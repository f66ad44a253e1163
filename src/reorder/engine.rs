// ==========================================
// 集装箱单证核对系统 - 重排引擎编排
// ==========================================
// 依据: Reorder_Engine_Spec_v0.2.md - 6. 主流程
// 职责: 块提取 → 键派生 → 注入 → 稳定重排 → 重组网格
// ==========================================
// 输出契约: 重排后的网格 + 逐块审计清单
// 所有写操作发生在输入网格的副本上,调用方原件不动
// ==========================================

use crate::config::ClassifyConfig;
use crate::domain::{Block, BlockAudit, CellValue, Grid};
use crate::error::CoreResult;
use crate::reorder::block_extractor::BlockExtractor;
use crate::reorder::block_injector::BlockInjector;
use crate::reorder::key_deriver::{self, KeyedBlock};
use std::collections::HashMap;
use tracing::info;

/// 重排结果
#[derive(Debug, Clone)]
pub struct ReorderResult {
    pub grid: Grid,
    /// 按重排后顺序的逐块审计
    pub audits: Vec<BlockAudit>,
}

pub struct ReorderEngine<'a> {
    config: &'a ClassifyConfig,
}

impl<'a> ReorderEngine<'a> {
    pub fn new(config: &'a ClassifyConfig) -> Self {
        Self { config }
    }

    /// 执行块重排
    ///
    /// # 参数
    /// - `container_col`: 箱号列(来自角色分配)
    /// - `stowage_map`: 外部提供的 箱号 → 积载值 映射
    pub fn reorder(
        &self,
        grid: &Grid,
        container_col: usize,
        stowage_map: &HashMap<String, CellValue>,
    ) -> CoreResult<ReorderResult> {
        let partition = BlockExtractor::new().extract(grid, container_col)?;

        // 键派生
        let keyed = key_deriver::key_blocks(&partition.blocks, stowage_map);

        // 注入发生在副本上,行号仍指原网格
        let mut working = grid.clone();
        let injector = BlockInjector::new(self.config.limits.inject_prefix_rows);
        let mut injected_flags: HashMap<usize, bool> = HashMap::new();
        for kb in &keyed {
            let injected = if kb.key.is_missing() {
                false
            } else {
                injector.inject(&mut working, &kb.block, kb.key.as_str())
            };
            injected_flags.insert(kb.block.start_row, injected);
        }

        // 稳定重排 + 网格重组
        let sorted = key_deriver::sort_keyed(keyed);
        let grid_out = reassemble(&working, partition.header_end, &sorted, partition.tail_start);

        let audits: Vec<BlockAudit> = sorted
            .iter()
            .map(|kb| BlockAudit {
                container_id: kb.block.container_id.clone(),
                resolved_key: kb.key.clone(),
                injected: injected_flags
                    .get(&kb.block.start_row)
                    .copied()
                    .unwrap_or(false),
            })
            .collect();

        info!(
            blocks = audits.len(),
            missing_keys = audits.iter().filter(|a| a.resolved_key.is_missing()).count(),
            "块重排完成"
        );

        Ok(ReorderResult {
            grid: grid_out,
            audits,
        })
    }
}

/// 头部行 + 排序后块行 + 尾部行 重组为新网格,块内部行序不变
fn reassemble(
    working: &Grid,
    header_end: usize,
    sorted: &[KeyedBlock],
    tail_start: usize,
) -> Grid {
    let mut rows: Vec<Vec<CellValue>> = Vec::with_capacity(working.row_count());

    for row in 0..header_end {
        rows.push(working.row(row).unwrap_or(&[]).to_vec());
    }
    for kb in sorted {
        push_block_rows(&mut rows, working, &kb.block);
    }
    for row in tail_start..working.row_count() {
        rows.push(working.row(row).unwrap_or(&[]).to_vec());
    }

    Grid::new(rows)
}

fn push_block_rows(rows: &mut Vec<Vec<CellValue>>, working: &Grid, block: &Block) {
    for row in block.start_row..block.end_row {
        rows.push(working.row(row).unwrap_or(&[]).to_vec());
    }
}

DIRECTIONS ->
Each line above needs to be output again, exactly as shown.

ANSWER SPACE ->
repository f66ad44a253e1163
filename src/reorder/engine.rs
// ==========================================
// 集装箱单证核对系统 - 重排引擎编排
// ==========================================
// 依据: Reorder_Engine_Spec_v0.2.md - 6. 主流程
// 职责: 块提取 → 键派生 → 注入 → 稳定重排 → 重组网格
// ==========================================
// 输出契约: 重排后的网格 + 逐块审计清单
// 所有写操作发生在输入网格的副本上,调用方原件不动
// ==========================================

use crate::config::ClassifyConfig;
use crate::domain::{Block, BlockAudit, CellValue, Grid};
use crate::error::CoreResult;
use crate::reorder::block_extractor::BlockExtractor;
use crate::reorder::block_injector::BlockInjector;
use crate::reorder::key_deriver::{self, KeyedBlock};
use std::collections::HashMap;
use tracing::info;

/// 重排结果
#[derive(Debug, Clone)]
pub struct ReorderResult {
    pub grid: Grid,
    /// 按重排后顺序的逐块审计
    pub audits: Vec<BlockAudit>,
}

pub struct ReorderEngine<'a> {
    config: &'a ClassifyConfig,
}

impl<'a> ReorderEngine<'a> {
    pub fn new(config: &'a ClassifyConfig) -> Self {
        Self { config }
    }

    /// 执行块重排
    ///
    /// # 参数
    /// - `container_col`: 箱号列(来自角色分配)
    /// - `stowage_map`: 外部提供的 箱号 → 积载值 映射
    pub fn reorder(
        &self,
        grid: &Grid,
        container_col: usize,
        stowage_map: &HashMap<String, CellValue>,
    ) -> CoreResult<ReorderResult> {
        let partition = BlockExtractor::new().extract(grid, container_col)?;

        // 键派生
        let keyed = key_deriver::key_blocks(&partition.blocks, stowage_map);

        // 注入发生在副本上,行号仍指原网格
        let mut working = grid.clone();
        let injector = BlockInjector::new(self.config.limits.inject_prefix_rows);
        let mut injected_flags: HashMap<usize, bool> = HashMap::new();
        for kb in &keyed {
            let injected = if kb.key.is_missing() {
                false
            } else {
                injector.inject(&mut working, &kb.block, kb.key.as_str())
            };
            injected_flags.insert(kb.block.start_row, injected);
        }

        // 稳定重排 + 网格重组
        let sorted = key_deriver::sort_keyed(keyed);
        let grid_out = reassemble(&working, partition.header_end, &sorted, partition.tail_start);

        let audits: Vec<BlockAudit> = sorted
            .iter()
            .map(|kb| BlockAudit {
                container_id: kb.block.container_id.clone(),
                resolved_key: kb.key.clone(),
                injected: injected_flags
                    .get(&kb.block.start_row)
                    .copied()
                    .unwrap_or(false),
            })
            .collect();

        info!(
            blocks = audits.len(),
            missing_keys = audits.iter().filter(|a| a.resolved_key.is_missing()).count(),
            "块重排完成"
        );

        Ok(ReorderResult {
            grid: grid_out,
            audits,
        })
    }
}

/// 头部行 + 排序后块行 + 尾部行 重组为新网格,块内部行序不变
fn reassemble(
    working: &Grid,
    header_end: usize,
    sorted: &[KeyedBlock],
    tail_start: usize,
) -> Grid {
    let mut rows: Vec<Vec<CellValue>> = Vec::with_capacity(working.row_count());

    for row in 0..header_end {
        rows.push(working.row(row).unwrap_or(&[]).to_vec());
    }
    for kb in sorted {
        push_block_rows(&mut rows, working, &kb.block);
    }
    for row in tail_start..working.row_count() {
        rows.push(working.row(row).unwrap_or(&[]).to_vec());
    }

    Grid::new(rows)
}

fn push_block_rows(rows: &mut Vec<Vec<CellValue>>, working: &Grid, block: &Block) {
    for row in block.start_row..block.end_row {
        rows.push(working.row(row).unwrap_or(&[]).to_vec());
    }
}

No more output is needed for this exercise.